As the Treat All and viral load recommendations are further implemented, CD4 still plays an important role in immunological and clinical management of HIV-infected patients. CD4 is recommended to monitor patients at risk for opportunistic infections and to identify patients with advanced HIV disease [3,6,7]. Though clinical acumen can be used to identify patients with advanced HIV disease–defined as patients with a CD4 <200 cells/mm3 or WHO clinical stage 3 or 4 disease [6]–it has been found to be poorly accurate: up to 50% of patients with advanced disease may be asymptomatic (WHO clinical stage 1 or 2) and thus missed by clinical acumen alone [8].
Nearly one million HIV-infected patients living with HIV die annually [9]. Tuberculosis and cryptococcal meningitis are the leading causes of HIV-related mortality [10,11]. Patients with advanced HIV disease, however, can have one of a number of other opportunistic infections, including pneumocystis pneumonia, etc. [10–14]. Most of these diseases can be prevented through prophylaxis or treated. Therefore, rapid and early identification of patients with advanced HIV disease, primarily through CD4 testing, in order to provide a specific package of care will be critical to reducing HIV-associated morbidity and mortality and the burden of disease [6,13,15].
Access to CD4 testing has increased over the past five years with over 19 million CD4 tests being conducted in 2017 [5]. Unfortunately, waning donor support may lead to reductions in testing coverage. However, significant capital investment in CD4 testing has already been made. In 2013, just over 4,000 conventional CD4 technologies and nearly 2,000 point-of-care technologies had been procured [16], allowing for an approximately 125 million test capacity, far exceeding the demand and need for CD4 testing [5].
Using stored testing data from point-of-care CD4 technologies placed in primary health care facilities across four high burden sub-Saharan African countries, we sought to better understand the trends and proportions of test results indicating advanced HIV disease.
Methods
We conducted a retrospective, observational, cross-sectional analysis of routine testing data from four countries in sub-Saharan Africa (Cameroon, Mozambique, Uganda and Zimbabwe) using the Alere Pima Analyzer. Testing data captured between January 2012 and August 2016 were included for analysis, however start dates varied by country based on when the Alere Pima Analyzer was introduced nationally. This study was approved by each country’s Institutional Review Boards: Cameroon National Ethical Committee of Research for Humans, Mozambique National Health Bioethics Committee, Uganda’s Makerere University Institute of Public Health Higher Degrees, Research and Ethics Committee, Medical Research Council of Zimbabwe as well as the US-based Advarra IRB. The IRBs waived the requirement for informed consent, while all data were fully anonymized before accessed and analyzed.

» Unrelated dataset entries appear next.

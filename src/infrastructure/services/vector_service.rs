//! Embedding, indexing and retrieval over the vector store

use std::collections::HashMap;
use std::sync::Arc;

use serde::Serialize;
use tracing::{debug, error, info};

use crate::domain::vector_store::{record_id, MetadataFilter, VectorRecord, VectorStore};
use crate::domain::{DomainError, EmbeddingProvider};

/// Name reported for the single document collection
pub const COLLECTION_NAME: &str = "documents";

/// Result of indexing a batch of chunks
#[derive(Debug, Clone, Copy, PartialEq, Eq, Serialize)]
pub struct AddDocumentsResult {
    pub added: usize,
    pub file_id: i64,
}

/// Result of removing a file's chunks
#[derive(Debug, Clone, Copy, PartialEq, Eq, Serialize)]
pub struct DeleteResult {
    pub deleted: usize,
    pub file_id: i64,
}

/// A retrieved chunk
#[derive(Debug, Clone, PartialEq, Serialize)]
pub struct SearchResult {
    pub content: String,
    pub metadata: HashMap<String, serde_json::Value>,
    pub distance: Option<f32>,
}

impl SearchResult {
    pub fn filename(&self) -> &str {
        self.metadata
            .get("filename")
            .and_then(|v| v.as_str())
            .unwrap_or("unknown")
    }

    pub fn chunk_id(&self) -> u64 {
        self.metadata
            .get("chunk_id")
            .and_then(|v| v.as_u64())
            .unwrap_or(0)
    }
}

/// Collection statistics
#[derive(Debug, Clone, PartialEq, Eq, Serialize)]
pub struct CollectionStats {
    pub collection_name: String,
    pub total_chunks: usize,
    pub embedding_model: String,
}

/// Service that embeds chunks and queries through the vector store
#[derive(Debug, Clone)]
pub struct VectorService {
    embedder: Arc<dyn EmbeddingProvider>,
    store: Arc<dyn VectorStore>,
    embedding_model: String,
}

impl VectorService {
    pub fn new(
        embedder: Arc<dyn EmbeddingProvider>,
        store: Arc<dyn VectorStore>,
        embedding_model: impl Into<String>,
    ) -> Self {
        Self {
            embedder,
            store,
            embedding_model: embedding_model.into(),
        }
    }

    pub fn embedding_model(&self) -> &str {
        &self.embedding_model
    }

    /// Embed every text and store them all in one insertion
    ///
    /// Nothing is written unless every embedding succeeded.
    pub async fn add_documents(
        &self,
        texts: Vec<String>,
        metadatas: Vec<HashMap<String, serde_json::Value>>,
        file_id: i64,
    ) -> Result<AddDocumentsResult, DomainError> {
        if texts.len() != metadatas.len() {
            return Err(DomainError::validation(format!(
                "Got {} texts but {} metadata entries",
                texts.len(),
                metadatas.len()
            )));
        }

        if texts.is_empty() {
            return Ok(AddDocumentsResult { added: 0, file_id });
        }

        let mut embeddings = Vec::with_capacity(texts.len());
        for (index, text) in texts.iter().enumerate() {
            let embedding = self
                .embedder
                .embed(text, &self.embedding_model)
                .await
                .map_err(|e| {
                    error!(
                        provider = self.embedder.provider_name(),
                        file_id = file_id,
                        chunk = index,
                        error = %e,
                        "Embedding failed"
                    );
                    DomainError::embedding(format!("Chunk {} of file {}: {}", index, file_id, e))
                })?;
            embeddings.push(embedding);
        }

        let records: Vec<VectorRecord> = texts
            .into_iter()
            .zip(metadatas)
            .zip(embeddings)
            .enumerate()
            .map(|(index, ((text, mut metadata), embedding))| {
                let chunk_id = metadata
                    .get("chunk_id")
                    .and_then(|v| v.as_u64())
                    .map(|id| id as usize)
                    .unwrap_or(index);
                metadata
                    .entry("file_id".to_string())
                    .or_insert_with(|| serde_json::json!(file_id));

                VectorRecord::new(record_id(file_id, chunk_id, &text), embedding, text, metadata)
            })
            .collect();

        let added = records.len();
        self.store.add(records).await?;

        info!(
            store = self.store.store_name(),
            file_id = file_id,
            added = added,
            "Added chunks to vector store"
        );
        Ok(AddDocumentsResult { added, file_id })
    }

    /// Find the `n_results` chunks nearest to `query`, nearest first
    ///
    /// A non-empty `file_ids` restricts results to those files.
    pub async fn search(
        &self,
        query: &str,
        n_results: usize,
        file_ids: Option<&[i64]>,
    ) -> Result<Vec<SearchResult>, DomainError> {
        if n_results == 0 {
            return Err(DomainError::validation("n_results must be at least 1"));
        }

        let embedding = self
            .embedder
            .embed(query, &self.embedding_model)
            .await
            .map_err(|e| DomainError::retrieval(format!("Failed to embed query: {}", e)))?;

        let filter = file_ids
            .filter(|ids| !ids.is_empty())
            .map(|ids| MetadataFilter::file_ids(ids.iter().copied()));

        let result = self
            .store
            .query(&embedding, n_results, filter.as_ref())
            .await
            .map_err(|e| DomainError::retrieval(e.to_string()))?;

        let results: Vec<SearchResult> = result
            .documents
            .into_iter()
            .zip(result.metadatas)
            .zip(result.distances)
            .map(|((content, metadata), distance)| SearchResult {
                content,
                metadata,
                distance: Some(distance),
            })
            .collect();

        let preview: String = query.chars().take(50).collect();
        info!(query = %preview, results = results.len(), "Vector search completed");

        Ok(results)
    }

    /// Remove every chunk stored for `file_id`
    pub async fn delete_file_chunks(&self, file_id: i64) -> Result<DeleteResult, DomainError> {
        let found = self.store.get(&MetadataFilter::file_id(file_id)).await?;

        if found.ids.is_empty() {
            debug!(file_id = file_id, "No chunks found for file");
            return Ok(DeleteResult { deleted: 0, file_id });
        }

        let deleted = self.store.delete(&found.ids).await?;
        info!(file_id = file_id, deleted = deleted, "Deleted file chunks");

        Ok(DeleteResult { deleted, file_id })
    }

    pub async fn collection_stats(&self) -> Result<CollectionStats, DomainError> {
        Ok(CollectionStats {
            collection_name: COLLECTION_NAME.to_string(),
            total_chunks: self.store.count().await?,
            embedding_model: self.embedding_model.clone(),
        })
    }
}

#[cfg(test)]
mod tests {
    use super::*;
    use crate::domain::embedding::MockEmbeddingProvider;
    use crate::domain::ingestion::{into_texts_and_metadatas, ChunkMetadata, DocumentChunk};
    use crate::domain::vector_store::FailingVectorStore;
    use crate::infrastructure::vector_store::InMemoryVectorStore;

    fn chunks(file_id: i64, filename: &str, texts: &[&str]) -> Vec<DocumentChunk> {
        texts
            .iter()
            .enumerate()
            .map(|(i, text)| {
                DocumentChunk::new(*text, ChunkMetadata::new(file_id, filename, i, 0, text.len()))
            })
            .collect()
    }

    fn service_with(
        embedder: MockEmbeddingProvider,
    ) -> (VectorService, Arc<InMemoryVectorStore>) {
        let store = Arc::new(InMemoryVectorStore::new());
        let service = VectorService::new(Arc::new(embedder), store.clone(), "mock-embed");
        (service, store)
    }

    async fn index(service: &VectorService, file_id: i64, texts: &[&str]) -> AddDocumentsResult {
        let (texts, metadatas) =
            into_texts_and_metadatas(chunks(file_id, &format!("{}.txt", file_id), texts));
        service.add_documents(texts, metadatas, file_id).await.unwrap()
    }

    #[tokio::test]
    async fn test_add_documents() {
        let (service, store) = service_with(MockEmbeddingProvider::new());

        let result = index(&service, 1, &["alpha", "beta", "gamma"]).await;

        assert_eq!(result, AddDocumentsResult { added: 3, file_id: 1 });
        assert_eq!(store.count().await.unwrap(), 3);
    }

    #[tokio::test]
    async fn test_add_documents_length_mismatch() {
        let (service, _) = service_with(MockEmbeddingProvider::new());

        let result = service
            .add_documents(vec!["a".to_string()], vec![], 1)
            .await;

        assert!(matches!(result, Err(DomainError::Validation { .. })));
    }

    #[tokio::test]
    async fn test_embedding_failure_inserts_nothing() {
        let embedder = MockEmbeddingProvider::new().failing_on_call(2);
        let (service, store) = service_with(embedder);

        let (texts, metadatas) =
            into_texts_and_metadatas(chunks(1, "a.txt", &["one", "two", "three"]));
        let result = service.add_documents(texts, metadatas, 1).await;

        assert!(matches!(result, Err(DomainError::Embedding { .. })));
        assert_eq!(store.count().await.unwrap(), 0);
    }

    #[tokio::test]
    async fn test_reindex_is_idempotent() {
        let (service, store) = service_with(MockEmbeddingProvider::new());

        index(&service, 4, &["same text", "other text"]).await;
        let first = store.get(&MetadataFilter::file_id(4)).await.unwrap().ids;

        index(&service, 4, &["same text", "other text"]).await;
        let second = store.get(&MetadataFilter::file_id(4)).await.unwrap().ids;

        assert_eq!(first, second);
        assert_eq!(store.count().await.unwrap(), 2);
    }

    #[tokio::test]
    async fn test_search_empty_collection() {
        let (service, _) = service_with(MockEmbeddingProvider::new());

        let results = service.search("anything", 5, None).await.unwrap();

        assert!(results.is_empty());
    }

    #[tokio::test]
    async fn test_search_orders_nearest_first() {
        let (service, _) = service_with(MockEmbeddingProvider::new());
        index(&service, 1, &["zzz zzz zzz", "apple banana", "xyz qqq"]).await;

        let results = service.search("banana apple", 3, None).await.unwrap();

        assert_eq!(results.len(), 3);
        assert_eq!(results[0].content, "apple banana");
        assert_eq!(results[0].filename(), "1.txt");
        assert_eq!(results[0].chunk_id(), 1);
        let distances: Vec<f32> = results.iter().map(|r| r.distance.unwrap()).collect();
        assert!(distances.windows(2).all(|w| w[0] <= w[1]));
    }

    #[tokio::test]
    async fn test_search_respects_n_results() {
        let (service, _) = service_with(MockEmbeddingProvider::new());
        index(&service, 1, &["a", "b", "c", "d"]).await;

        assert_eq!(service.search("a", 2, None).await.unwrap().len(), 2);
        assert!(matches!(
            service.search("a", 0, None).await,
            Err(DomainError::Validation { .. })
        ));
    }

    #[tokio::test]
    async fn test_search_filter_never_leaks() {
        let (service, _) = service_with(MockEmbeddingProvider::new());
        index(&service, 1, &["shared words here", "more shared words"]).await;
        index(&service, 2, &["shared words here", "different content"]).await;
        index(&service, 3, &["shared words there"]).await;

        let results = service
            .search("shared words", 10, Some(&[1, 3]))
            .await
            .unwrap();

        assert_eq!(results.len(), 3);
        for result in &results {
            let file_id = result.metadata["file_id"].as_i64().unwrap();
            assert!(file_id == 1 || file_id == 3);
        }

        let unfiltered = service.search("shared words", 10, Some(&[])).await.unwrap();
        assert_eq!(unfiltered.len(), 5);
    }

    #[tokio::test]
    async fn test_search_embedding_failure_is_retrieval_error() {
        let (service, _) = service_with(MockEmbeddingProvider::new().with_error("down"));

        let result = service.search("query", 5, None).await;

        assert!(matches!(result, Err(DomainError::Retrieval { .. })));
    }

    #[tokio::test]
    async fn test_search_store_failure_is_not_empty_result() {
        let service = VectorService::new(
            Arc::new(MockEmbeddingProvider::new()),
            Arc::new(FailingVectorStore::new("disk gone")),
            "mock-embed",
        );

        let result = service.search("query", 5, None).await;

        assert!(matches!(result, Err(DomainError::Retrieval { .. })));
    }

    #[tokio::test]
    async fn test_delete_file_chunks() {
        let (service, store) = service_with(MockEmbeddingProvider::new());
        index(&service, 7, &["one", "two", "three"]).await;
        index(&service, 8, &["keep"]).await;

        let first = service.delete_file_chunks(7).await.unwrap();
        let second = service.delete_file_chunks(7).await.unwrap();

        assert_eq!(first.deleted, 3);
        assert_eq!(second.deleted, 0);
        assert_eq!(store.count().await.unwrap(), 1);
    }

    #[tokio::test]
    async fn test_missing_file_id_metadata_is_filled_in() {
        let (service, store) = service_with(MockEmbeddingProvider::new());

        service
            .add_documents(vec!["loose text".to_string()], vec![HashMap::new()], 12)
            .await
            .unwrap();

        let found = store.get(&MetadataFilter::file_id(12)).await.unwrap();
        assert_eq!(found.ids, vec![record_id(12, 0, "loose text")]);
    }

    #[tokio::test]
    async fn test_collection_stats() {
        let (service, _) = service_with(MockEmbeddingProvider::new());
        index(&service, 1, &["a", "b"]).await;

        let stats = service.collection_stats().await.unwrap();

        assert_eq!(stats.collection_name, "documents");
        assert_eq!(stats.total_chunks, 2);
        assert_eq!(stats.embedding_model, "mock-embed");
    }
}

The Alere Pima Analyzer automatically records data about the device, test date and time, and numerical CD4 test outcome. Additional information can be added in free text fields for the operator and/or patient identification. The Alere Pima Analyzer has the capability to transmit data collected by the device wirelessly via the cellular SMS/GPRS network to a centralized database. The majority of the data used in this analysis was transmitted via cellular network; however some records may have been extracted manually from the analyzers using a flash drive and uploaded directly to the database for facilities with poor network coverage. Once transferred, the testing data can be stored either on the device manufacturer’s proprietary data hosting and visualization service, Data Point, or on a local database. In Cameroon, Mozambique and Uganda the Pima testing data was transmitted to Data Point, and in Zimbabwe it was transmitted to a government-owned, local server and dashboard. From either type of database, the raw testing data can be downloaded into a CSV file for analysis. Testing records were provided from each country’s central POC CD4 database with each record including the following variables: unique device ID number, assay (CD4 test or control bead), CD4 count (if successful), invalid message (if encountered), coded invalid number (if encountered), operator name (if available), result date, test start and end times, internal quality control (IQC) checks, test ID number, and software version.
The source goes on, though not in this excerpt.